** Task **
Check each line of the entries below for the word "usize", then state how many lines have it and nothing more.

══ Given information ══

//! Plain-text SPI reports and drought classification.

use crate::spi::table::SpiTable;
use std::fmt;
use std::fmt::Write;

/// Drought/wetness classes for SPI values (McKee et al., 1993).
#[derive(Debug, Clone, Copy, PartialEq, Eq, Hash)]
pub enum DroughtCategory {
    ExtremelyWet,
    VeryWet,
    ModeratelyWet,
    NearNormal,
    ModeratelyDry,
    SeverelyDry,
    ExtremelyDry,
}

impl DroughtCategory {
    /// Classifies an SPI value. Returns `None` for `NaN`.
    ///
    /// ```
    /// use era5_spi::DroughtCategory;
    ///
    /// assert_eq!(DroughtCategory::classify(-1.7), Some(DroughtCategory::SeverelyDry));
    /// assert_eq!(DroughtCategory::classify(f64::NEG_INFINITY), Some(DroughtCategory::ExtremelyDry));
    /// assert_eq!(DroughtCategory::classify(0.3), Some(DroughtCategory::NearNormal));
    /// ```
    pub fn classify(spi: f64) -> Option<Self> {
        if spi.is_nan() {
            return None;
        }
        Some(match spi {
            s if s >= 2.0 => DroughtCategory::ExtremelyWet,
            s if s >= 1.5 => DroughtCategory::VeryWet,
            s if s >= 1.0 => DroughtCategory::ModeratelyWet,
            s if s > -1.0 => DroughtCategory::NearNormal,
            s if s > -1.5 => DroughtCategory::ModeratelyDry,
            s if s > -2.0 => DroughtCategory::SeverelyDry,
            _ => DroughtCategory::ExtremelyDry,
        })
    }

    pub fn is_drought(self) -> bool {
        matches!(
            self,
            DroughtCategory::ModeratelyDry
                | DroughtCategory::SeverelyDry
                | DroughtCategory::ExtremelyDry
        )
    }
}

impl fmt::Display for DroughtCategory {
    fn fmt(&self, f: &mut fmt::Formatter<'_>) -> fmt::Result {
        let label = match self {
            DroughtCategory::ExtremelyWet => "extremely wet",
            DroughtCategory::VeryWet => "very wet",
            DroughtCategory::ModeratelyWet => "moderately wet",
            DroughtCategory::NearNormal => "near normal",
            DroughtCategory::ModeratelyDry => "moderately dry",
            DroughtCategory::SeverelyDry => "severely dry",
            DroughtCategory::ExtremelyDry => "extremely dry",
        };
        f.write_str(label)
    }
}

/// Month-by-month listing of every scale, grouped by year:
///
/// ```text
/// Year 2022:
///   Jan: SPI-1 = 0.41, SPI-3 = -0.12, SPI-6 = nan
/// ```
///
/// Missing values print as `nan`, infinities as `inf` / `-inf`.
pub fn yearly_report(table: &SpiTable) -> String {
    let mut out = String::new();
    let mut current_year = None;

    for (row, month) in table.index().iter().enumerate() {
        if current_year != Some(month.year()) {
            current_year = Some(month.year());
            // Writing to a String cannot fail.
            let _ = write!(out, "\nYear {}:\n", month.year());
        }
        let cells: Vec<String> = table
            .columns()
            .iter()
            .map(|c| format!("SPI-{} = {}", c.scale, format_value(c.values[row])))
            .collect();
        let _ = writeln!(out, "  {}: {}", month.abbreviation(), cells.join(", "));
    }
    out
}

fn format_value(value: Option<f64>) -> String {
    match value {
        Some(v) => format!("{v:.2}"),
        None => "nan".to_string(),
    }
}
use crate::precip::error::PrecipDataError;
use crate::spi::table::SpiTable;
use crate::types::calendar::Month;
use crate::types::series::MonthlySeries;
use chrono::NaiveDate;
use log::info;
use polars::prelude::*;
use std::fs::File;
use std::path::Path;

pub const TIME_COLUMN: &str = "time";
pub const RAIN_COLUMN: &str = "rain_mm";

/// ERA5 reports precipitation in metres of water.
pub fn metres_to_mm(metres: f64) -> f64 {
    metres * 1000.0
}

/// Reads a monthly precipitation CSV with `time` and `rain_mm` columns.
///
/// `time` may be a bare date (`1981-01-01`) or a timestamp (`1981-01-01T00:00:00.000000000`,
/// `1981-01-01 00:00:00`); only the month is kept. Rows are sorted by time before the series
/// is built and empty `rain_mm` cells become missing values.
///
/// # Errors
///
/// Returns [`PrecipDataError`] if the file cannot be parsed, a column is missing, a date is
/// malformed or two rows fall in the same month.
pub fn read_precip_csv(path: &Path) -> Result<MonthlySeries, PrecipDataError> {
    let df = CsvReadOptions::default()
        .with_has_header(true)
        .try_into_reader_with_file_path(Some(path.to_path_buf()))
        .and_then(|reader| reader.finish())
        .map_err(|e| PrecipDataError::CsvRead(path.to_path_buf(), e))?;

    let times = df
        .column(TIME_COLUMN)
        .map_err(|e| missing_column(path, TIME_COLUMN, e))?
        .cast(&DataType::String)
        .map_err(|e| column_type(path, TIME_COLUMN, e))?;
    let rain = df
        .column(RAIN_COLUMN)
        .map_err(|e| missing_column(path, RAIN_COLUMN, e))?
        .cast(&DataType::Float64)
        .map_err(|e| column_type(path, RAIN_COLUMN, e))?;

    let times = times.str().map_err(|e| column_type(path, TIME_COLUMN, e))?;
    let rain = rain.f64().map_err(|e| column_type(path, RAIN_COLUMN, e))?;

    let mut rows = times
        .into_iter()
        .zip(rain)
        .enumerate()
        .map(|(row, (time, value))| {
            let month = parse_month(time.unwrap_or_default()).ok_or_else(|| {
                PrecipDataError::DateParse {
                    row,
                    value: time.unwrap_or_default().to_string(),
                }
            })?;
            Ok((month, value))
        })
        .collect::<Result<Vec<(Month, Option<f64>)>, PrecipDataError>>()?;
    rows.sort_by_key(|(month, _)| *month);

    let (index, values) = rows.into_iter().unzip();
    let series = MonthlySeries::new(index, values)?;
    info!(
        "Loaded {} months of precipitation from {:?} ({} missing)",
        series.len(),
        path,
        series.missing_count()
    );
    Ok(series)
}

/// Month of a `YYYY-MM-DD` date, ignoring anything after the day.
fn parse_month(value: &str) -> Option<Month> {
    let date = value.trim().get(..10)?;
    NaiveDate::parse_from_str(date, "%Y-%m-%d")
        .ok()
        .map(Month::from_date)
}

/// Writes an SPI table as CSV (`date,year,month,spi_1,...`).
pub fn write_spi_csv(table: &SpiTable, path: &Path) -> Result<(), PrecipDataError> {
    let mut df = table.to_frame().map_err(PrecipDataError::FrameBuild)?;
    let mut file =
        File::create(path).map_err(|e| PrecipDataError::OutputCreate(path.to_path_buf(), e))?;
    CsvWriter::new(&mut file)
        .include_header(true)
        .finish(&mut df)
        .map_err(|e| PrecipDataError::CsvWrite(path.to_path_buf(), e))?;
    info!("Wrote {} SPI rows to {:?}", df.height(), path);
    Ok(())
}

fn missing_column(path: &Path, column: &str, source: PolarsError) -> PrecipDataError {
    PrecipDataError::MissingColumn {
        path: path.to_path_buf(),
        column: column.to_string(),
        source,
    }
}

fn column_type(path: &Path, column: &str, source: PolarsError) -> PrecipDataError {
    PrecipDataError::ColumnType {
        path: path.to_path_buf(),
        column: column.to_string(),
        source,
    }
}
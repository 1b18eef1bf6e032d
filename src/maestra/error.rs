use polars::error::PolarsError;
use std::path::PathBuf;
use thiserror::Error;

#[derive(Debug, Error)]
pub enum MaestraError {
    #[error("No hourly records to convert")]
    Empty,

    #[error("Column '{column}' has {found} values, expected {expected}")]
    LengthMismatch {
        column: &'static str,
        expected: usize,
        found: usize,
    },

    #[error("Failed to create met file '{0}'")]
    OutputCreate(PathBuf, #[source] std::io::Error),

    #[error("Failed to write met file header")]
    HeaderWrite(#[source] std::io::Error),

    #[error("Failed to build met data frame")]
    FrameBuild(#[source] PolarsError),

    #[error("Failed to write met data rows")]
    DataWrite(#[source] PolarsError),
}
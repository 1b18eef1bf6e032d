use log::info;
use std::io;
use std::path::{Path, PathBuf};

const DATA_DIR_NAME: &str = "era5_spi";

/// `<system cache dir>/era5_spi`, used when no data folder is given.
pub fn get_data_dir() -> io::Result<PathBuf> {
    dirs::cache_dir()
        .ok_or_else(|| {
            io::Error::new(
                io::ErrorKind::NotFound,
                "Could not determine system cache directory",
            )
        })
        .map(|p| p.join(DATA_DIR_NAME))
}

pub async fn ensure_dir_exists(path: &Path) -> io::Result<()> {
    match tokio::fs::metadata(path).await {
        Ok(metadata) => {
            if !metadata.is_dir() {
                return Err(io::Error::new(
                    io::ErrorKind::AlreadyExists,
                    format!("Path exists but is not a directory: {}", path.display()),
                ));
            }
            Ok(())
        }
        Err(e) if e.kind() == io::ErrorKind::NotFound => {
            info!("Creating data directory: {}", path.display());
            tokio::fs::create_dir_all(path).await
        }
        Err(e) => Err(e),
    }
}
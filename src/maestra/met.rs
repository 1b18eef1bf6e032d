use crate::maestra::error::MaestraError;
use chrono::{Datelike, NaiveDateTime};
use polars::prelude::*;
use std::fmt;

const KELVIN_OFFSET: f64 = 273.15;
const SECONDS_PER_HOUR: f64 = 3600.0;
/// Conversion from W m-2 of shortwave to umol m-2 s-1 of PAR.
const PAR_PER_WATT: f64 = 2.3;

/// One point's hourly ERA5-Land fields, as decoded from NetCDF.
///
/// `tp` (m) and `ssrd` (J m-2) are accumulations, the temperatures are in Kelvin and `sp` in
/// Pa. `longitude` may be on the 0–360 grid.
#[derive(Debug, Clone, Default, PartialEq)]
pub struct HourlyMet {
    pub times: Vec<NaiveDateTime>,
    pub t2m: Vec<f64>,
    pub d2m: Vec<f64>,
    pub sp: Vec<f64>,
    pub tp: Vec<f64>,
    pub u10: Vec<f64>,
    pub v10: Vec<f64>,
    pub ssrd: Vec<f64>,
    pub latitude: f64,
    pub longitude: f64,
}

impl HourlyMet {
    /// Number of hourly records, after checking every column has the same non-zero length.
    pub fn record_count(&self) -> Result<usize, MaestraError> {
        let expected = self.times.len();
        if expected == 0 {
            return Err(MaestraError::Empty);
        }
        let columns: [(&'static str, &[f64]); 7] = [
            ("t2m", &self.t2m),
            ("d2m", &self.d2m),
            ("sp", &self.sp),
            ("tp", &self.tp),
            ("u10", &self.u10),
            ("v10", &self.v10),
            ("ssrd", &self.ssrd),
        ];
        for (column, values) in columns {
            if values.len() != expected {
                return Err(MaestraError::LengthMismatch {
                    column,
                    expected,
                    found: values.len(),
                });
            }
        }
        Ok(expected)
    }
}

/// Derived MAESTRA columns, one row per hour.
#[derive(Debug, Clone, PartialEq)]
pub struct MaestraMet {
    pub doy: Vec<u32>,
    /// Air temperature, °C.
    pub tair: Vec<f64>,
    /// Relative humidity, %.
    pub rh: Vec<f64>,
    /// Precipitation, mm per hour.
    pub ppt: Vec<f64>,
    /// Wind speed, m s-1.
    pub wind: Vec<f64>,
    /// Shortwave radiation, W m-2.
    pub rad: Vec<f64>,
    /// Surface pressure, Pa.
    pub press: Vec<f64>,
    /// PAR, umol m-2 s-1.
    pub par: Vec<f64>,
}

pub const COLUMN_NAMES: [&str; 8] = ["DOY", "TAIR", "RH%", "PPT", "WIND", "RAD", "PRESS", "PAR"];

impl MaestraMet {
    pub fn from_hourly(met: &HourlyMet) -> Result<Self, MaestraError> {
        met.record_count()?;

        let tp_mm: Vec<f64> = met.tp.iter().map(|m| m * 1000.0).collect();
        let rad: Vec<f64> = deaccumulate(&met.ssrd)
            .into_iter()
            .map(|joules| joules / SECONDS_PER_HOUR)
            .collect();

        Ok(Self {
            doy: met.times.iter().map(|t| t.ordinal()).collect(),
            tair: met.t2m.iter().map(|t| t - KELVIN_OFFSET).collect(),
            rh: met
                .t2m
                .iter()
                .zip(&met.d2m)
                .map(|(&t, &d)| relative_humidity(t, d))
                .collect(),
            ppt: deaccumulate(&tp_mm),
            wind: met
                .u10
                .iter()
                .zip(&met.v10)
                .map(|(u, v)| u.hypot(*v))
                .collect(),
            par: rad.iter().map(|r| r * PAR_PER_WATT).collect(),
            rad,
            press: met.sp.clone(),
        })
    }

    pub fn len(&self) -> usize {
        self.doy.len()
    }

    pub fn is_empty(&self) -> bool {
        self.doy.is_empty()
    }

    pub fn to_frame(&self) -> PolarsResult<DataFrame> {
        let [doy, tair, rh, ppt, wind, rad, press, par] = COLUMN_NAMES;
        DataFrame::new(vec![
            Column::new(doy.into(), self.doy.clone()),
            Column::new(tair.into(), self.tair.clone()),
            Column::new(rh.into(), self.rh.clone()),
            Column::new(ppt.into(), self.ppt.clone()),
            Column::new(wind.into(), self.wind.clone()),
            Column::new(rad.into(), self.rad.clone()),
            Column::new(press.into(), self.press.clone()),
            Column::new(par.into(), self.par.clone()),
        ])
    }
}

/// Magnus formula, hPa for a temperature in °C.
pub fn saturation_vapour_pressure(celsius: f64) -> f64 {
    6.112 * ((17.67 * celsius) / (celsius + 243.5)).exp()
}

/// Relative humidity (%) from air and dewpoint temperature in Kelvin, clipped to 0–100.
pub fn relative_humidity(air_k: f64, dewpoint_k: f64) -> f64 {
    let es = saturation_vapour_pressure(air_k - KELVIN_OFFSET);
    let ea = saturation_vapour_pressure(dewpoint_k - KELVIN_OFFSET);
    (ea / es * 100.0).clamp(0.0, 100.0)
}

/// Step differences of an accumulated field, the first step being zero.
///
/// Negative steps, where the accumulation restarts, become zero.
pub fn deaccumulate(values: &[f64]) -> Vec<f64> {
    let Some(&first) = values.first() else {
        return Vec::new();
    };
    std::iter::once(first)
        .chain(values.iter().copied())
        .zip(values)
        .map(|(previous, current)| (current - previous).max(0.0))
        .collect()
}

#[derive(Debug, Clone, Copy, PartialEq, Eq)]
pub struct Dms {
    pub degrees: u32,
    pub minutes: u32,
    pub seconds: u32,
}

impl fmt::Display for Dms {
    fn fmt(&self, f: &mut fmt::Formatter<'_>) -> fmt::Result {
        write!(f, "{} {} {}", self.degrees, self.minutes, self.seconds)
    }
}

/// Splits the magnitude of a decimal angle into whole degrees, minutes and rounded seconds.
///
/// ```
/// use era5_spi::decimal_to_dms;
///
/// let dms = decimal_to_dms(51.1536);
/// assert_eq!((dms.degrees, dms.minutes, dms.seconds), (51, 9, 13));
/// ```
pub fn decimal_to_dms(decimal: f64) -> Dms {
    let magnitude = decimal.abs();
    let degrees = magnitude.trunc();
    let minutes = ((magnitude - degrees) * 60.0).trunc();
    let seconds = (((magnitude - degrees) * 60.0 - minutes) * 60.0).round_ties_even();
    Dms {
        degrees: degrees as u32,
        minutes: minutes as u32,
        seconds: seconds as u32,
    }
}

#[derive(Debug, Clone, Copy, PartialEq, Eq)]
pub enum Axis {
    Latitude,
    Longitude,
}

/// `N`/`S` for latitudes, `E`/`W` for longitudes. Zero counts as north and east.
pub fn hemisphere(value: f64, axis: Axis) -> char {
    match (axis, value >= 0.0) {
        (Axis::Latitude, true) => 'N',
        (Axis::Latitude, false) => 'S',
        (Axis::Longitude, true) => 'E',
        (Axis::Longitude, false) => 'W',
    }
}

/// Maps a 0–360 longitude onto −180–180.
pub fn normalise_longitude(longitude: f64) -> f64 {
    if longitude > 180.0 {
        longitude - 360.0
    } else {
        longitude
    }
}

#[cfg(test)]
mod tests {
    use super::*;
    use approx::assert_relative_eq;
    use chrono::NaiveDate;

    fn two_hours() -> HourlyMet {
        let day = NaiveDate::from_ymd_opt(2016, 2, 1).unwrap();
        HourlyMet {
            times: vec![
                day.and_hms_opt(0, 0, 0).unwrap(),
                day.and_hms_opt(1, 0, 0).unwrap(),
            ],
            t2m: vec![283.15, 285.15],
            d2m: vec![281.15, 286.15],
            sp: vec![101_325.0, 101_300.0],
            tp: vec![0.0005, 0.0015],
            u10: vec![3.0, 0.0],
            v10: vec![4.0, -2.0],
            ssrd: vec![1000.0, 361_000.0],
            latitude: 51.2,
            longitude: 359.1,
        }
    }

    #[test]
    fn test_derived_columns() -> Result<(), MaestraError> {
        let met = MaestraMet::from_hourly(&two_hours())?;

        assert_eq!(met.doy, vec![32, 32]);
        assert_relative_eq!(met.tair[0], 10.0, epsilon = 1e-9);
        assert_relative_eq!(met.ppt[0], 0.0);
        assert_relative_eq!(met.ppt[1], 1.0, epsilon = 1e-9);
        assert_relative_eq!(met.wind[0], 5.0);
        assert_relative_eq!(met.wind[1], 2.0);
        assert_relative_eq!(met.rad[1], 100.0, epsilon = 1e-9);
        assert_relative_eq!(met.par[1], 230.0, epsilon = 1e-9);
        assert_eq!(met.press, vec![101_325.0, 101_300.0]);
        // Dewpoint above air temperature saturates
        assert_eq!(met.rh[1], 100.0);
        assert!(met.rh[0] > 80.0 && met.rh[0] < 90.0);
        Ok(())
    }

    #[test]
    fn test_relative_humidity_reference() {
        // 20 °C air, 10 °C dewpoint
        assert_relative_eq!(relative_humidity(293.15, 283.15), 52.51, epsilon = 0.01);
        assert_relative_eq!(relative_humidity(293.15, 293.15), 100.0, epsilon = 1e-9);
    }

    #[test]
    fn test_deaccumulate_clips_resets() {
        assert_eq!(deaccumulate(&[1.0, 3.0, 6.0, 0.5, 1.5]), vec![0.0, 2.0, 3.0, 0.0, 1.0]);
        assert!(deaccumulate(&[]).is_empty());
    }

    #[test]
    fn test_length_checks() {
        assert!(matches!(HourlyMet::default().record_count(), Err(MaestraError::Empty)));

        let mut met = two_hours();
        met.ssrd.pop();
        assert!(matches!(
            MaestraMet::from_hourly(&met),
            Err(MaestraError::LengthMismatch { column: "ssrd", expected: 2, found: 1 })
        ));
    }

    #[test]
    fn test_coordinates() {
        let lon = normalise_longitude(359.1418);
        assert_relative_eq!(lon, -0.8582, epsilon = 1e-9);
        assert_eq!(normalise_longitude(180.0), 180.0);
        assert_eq!(hemisphere(lon, Axis::Longitude), 'W');
        assert_eq!(hemisphere(0.0, Axis::Latitude), 'N');
        assert_eq!(hemisphere(-33.9, Axis::Latitude), 'S');
        assert_eq!(decimal_to_dms(lon).to_string(), "0 51 30");
    }
}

═══

** Response to the task **
4